Yude Lin duke at openjdk.java.net
Fri Jan 28 03:25:08 UTC 2022


On Wed, 26 Jan 2022 04:44:04 GMT, Yude Lin <duke at openjdk.java.net> wrote:

>> Can I have review on this small change that skips some unnecessary work in cset choosing?
>> 
>> When choosing regions to add to cset, we sort the regions from most garbage to least garbage. We then iterate the sorted array. We can break early from the loop if we find a region with (garbage <= garbage_threshold). Because we know the regions left won't have enough garbage and won't be added anyway.
>
> Yude Lin has refreshed the contents of this pull request, and previous commits have been removed.
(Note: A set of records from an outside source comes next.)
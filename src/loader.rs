//! Model construction from an OBJ-style call sequence.
//!
//! A parser drives [`ModelBuilder`] with vertices, groups, materials and
//! faces as it reads them. Every geometry of one model shares a single
//! attribute store, since OBJ indices are global to the file, and is queued
//! with the [`CreationContext`] for activation on the render thread.

use std::collections::HashMap;
use std::sync::Arc;

use glam::{Vec3, Vec4};
use parking_lot::Mutex;

use crate::context::CreationContext;
use crate::mesh::{AttributeStore, SharedAttributes};
use crate::render_state::{Material, RenderState, SharedRenderState};
use crate::resources::Geometry;
use crate::scene::{Group, Node};

#[derive(Debug, Default)]
struct MaterialEntry {
    material: Material,
    diffuse_texture: Option<String>,
    state: Option<SharedRenderState>,
}

/// Builds a [`Group`] of geometries from parser callbacks.
pub struct ModelBuilder {
    creation: CreationContext,
    materials: HashMap<String, MaterialEntry>,
    current_material: Option<String>,
    root: Option<Arc<Group>>,
    attributes: Option<SharedAttributes>,
    current_geometry: Option<Arc<Mutex<Geometry>>>,
    geometries: Vec<Arc<Mutex<Geometry>>>,
    default_render_state: Option<SharedRenderState>,
}

fn color(rgb: Vec3) -> Vec4 {
    rgb.extend(1.0)
}

impl ModelBuilder {
    pub fn new(creation: CreationContext) -> Self {
        Self {
            creation,
            materials: HashMap::new(),
            current_material: None,
            root: None,
            attributes: None,
            current_geometry: None,
            geometries: Vec::new(),
            default_render_state: None,
        }
    }

    /// Begin a new model, finishing any model in progress. The root group
    /// is reused across models and renamed to `name`.
    pub fn start_model(&mut self, name: &str) {
        self.finish_model();
        let root = self.root.get_or_insert_with(|| Arc::new(Group::default()));
        root.set_name(name);
        self.attributes = Some(AttributeStore::shared());
        self.geometries.clear();
    }

    /// End the current model and return its root group.
    pub fn finish_model(&mut self) -> Option<Arc<Group>> {
        self.attributes = None;
        self.current_geometry = None;
        self.current_material = None;
        self.root.clone()
    }

    pub fn model_root(&self) -> Option<&Arc<Group>> {
        self.root.as_ref()
    }

    /// Attach subsequent models to `root` instead of a fresh group.
    pub fn set_model_root(&mut self, root: Arc<Group>) {
        self.root = Some(root);
    }

    /// Geometries created since the last [`start_model`](Self::start_model).
    pub fn geometries(&self) -> &[Arc<Mutex<Geometry>>] {
        &self.geometries
    }

    /// Attribute store of the model in progress.
    pub fn attributes(&self) -> Option<&SharedAttributes> {
        self.attributes.as_ref()
    }

    pub fn add_vertex(&mut self, point: Vec3) {
        match &self.attributes {
            Some(attributes) => {
                attributes.write().append_position(point);
            }
            None => log::warn!("add_vertex called before start_model"),
        }
    }

    pub fn add_normal(&mut self, normal: Vec3) {
        match &self.attributes {
            Some(attributes) => {
                attributes.write().append_normal(normal);
            }
            None => log::warn!("add_normal called before start_model"),
        }
    }

    pub fn add_uv(&mut self, u: f32, v: f32, w: f32) {
        match &self.attributes {
            Some(attributes) => {
                attributes.write().append_uv(Vec3::new(u, v, w));
            }
            None => log::warn!("add_uv called before start_model"),
        }
    }

    /// Start a new geometry named after the first group name.
    pub fn set_group_names<S: AsRef<str>>(&mut self, names: &[S]) {
        let name = names.first().map_or("", |n| n.as_ref());
        self.start_geometry(name);
    }

    pub fn set_object_name(&mut self, name: &str) {
        self.start_geometry(name);
    }

    fn start_geometry(&mut self, name: &str) {
        let (Some(root), Some(attributes)) = (&self.root, &self.attributes) else {
            log::warn!("Geometry '{}' started before start_model", name);
            return;
        };

        let render_state = Arc::clone(
            self.default_render_state
                .get_or_insert_with(|| RenderState::new().with_name("default").shared()),
        );
        let mut geometry = Geometry::new(Arc::clone(attributes)).with_name(name);
        geometry.set_render_state(render_state);
        let geometry = geometry.shared();

        self.creation.register(&geometry);
        let node: Arc<dyn Node> = geometry.clone();
        root.add_node(node);
        self.geometries.push(Arc::clone(&geometry));
        self.current_geometry = Some(geometry);
    }

    /// Start defining material `name`, or resume editing it if it already
    /// exists. Render states already created for it keep being shared and
    /// pick up later edits.
    pub fn create_material(&mut self, name: &str) {
        self.materials.entry(name.to_string()).or_default();
        self.current_material = Some(name.to_string());
    }

    fn current_material_mut(&mut self) -> Option<&mut MaterialEntry> {
        let name = self.current_material.as_ref()?;
        self.materials.get_mut(name)
    }

    fn edit_material(&mut self, edit: impl FnOnce(&mut Material)) {
        if let Some(entry) = self.current_material_mut() {
            edit(&mut entry.material);
            if let Some(state) = &entry.state {
                state.write().set_material(entry.material);
            }
        }
    }

    pub fn set_ambient_color(&mut self, rgb: Vec3) {
        self.edit_material(|material| material.ambient = color(rgb));
    }

    pub fn set_diffuse_color(&mut self, rgb: Vec3) {
        self.edit_material(|material| material.diffuse = color(rgb));
    }

    pub fn set_specular_color(&mut self, rgb: Vec3) {
        self.edit_material(|material| material.specular = color(rgb));
    }

    pub fn set_specular_exponent(&mut self, exponent: f32) {
        self.edit_material(|material| material.specular_exponent = exponent);
    }

    /// Texture resolved through the creation context's texture cache.
    pub fn set_diffuse_texture(&mut self, file_name: &str) {
        let creation = self.creation.clone();
        if let Some(entry) = self.current_material_mut() {
            entry.diffuse_texture = Some(file_name.to_string());
            if let Some(state) = &entry.state {
                state.write().set_texture(Some(creation.load_texture(file_name)));
            }
        }
    }

    /// Draw the current geometry with material `name`. Unknown materials are
    /// logged and ignored.
    pub fn set_material_name(&mut self, name: &str) {
        let Some(entry) = self.materials.get_mut(name) else {
            log::error!("Failed to find material: '{}'", name);
            return;
        };

        let creation = &self.creation;
        let state = Arc::clone(entry.state.get_or_insert_with(|| {
            let mut state = RenderState::new().with_name(name);
            if let Some(file_name) = &entry.diffuse_texture {
                state.set_texture(Some(creation.load_texture(file_name)));
            }
            state.set_material(entry.material);
            state.shared()
        }));

        if self.current_geometry.is_none() {
            self.start_geometry("");
        }
        if let Some(geometry) = &self.current_geometry {
            geometry.lock().set_render_state(state);
        }
    }

    /// Add a face to the current geometry, starting an unnamed one if no
    /// group has been named yet.
    pub fn add_face(&mut self, positions: &[u32], uvs: &[u32], normals: &[u32]) {
        if self.current_geometry.is_none() {
            self.start_geometry("");
        }
        match &self.current_geometry {
            Some(geometry) => {
                geometry.lock().add_face(positions, uvs, normals);
            }
            None => log::warn!("add_face called before start_model"),
        }
    }
}

impl std::fmt::Debug for ModelBuilder {
    fn fmt(&self, f: &mut std::fmt::Formatter<'_>) -> std::fmt::Result {
        f.debug_struct("ModelBuilder")
            .field("materials", &self.materials.len())
            .field("geometries", &self.geometries.len())
            .field("in_model", &self.attributes.is_some())
            .finish()
    }
}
The incremental views will show differences compared to the previous content of the PR. The pull request contains one new commit since the last revision:
> 
>   8280579: Shenandoah: Skip regions in the back of sorted array when choosing cset

The original code also use new_garbage instead of cur_garbage in the line

if ((new_garbage < min_garbage) || (r->garbage() > garbage_threshold)) {

It puzzles me. There is a slight chance that GC prefers to recycle region with less garbage than more garbage
due to this. I'm not sure that's what we want. As an example:

Suppose we have regions sorted by garbage:

region_garbage=[800k, 700k, 600k, 100k]

And suppose min_garbage=2000k, garbage_threshold=600k

The algorithm will add the 800k region and the 700k region to the cset, then it skips the 600k region,
because now new_garbage=800+700+600>2000 and it will not pass the if check above. However, it will
continue the iteration and add the 100k region to the cset. Why do we do that? As long as the max_cset
condition is satisfied, the more garbage the merrier right? Should we change ``new_garbage`` to ``cur_garbage``?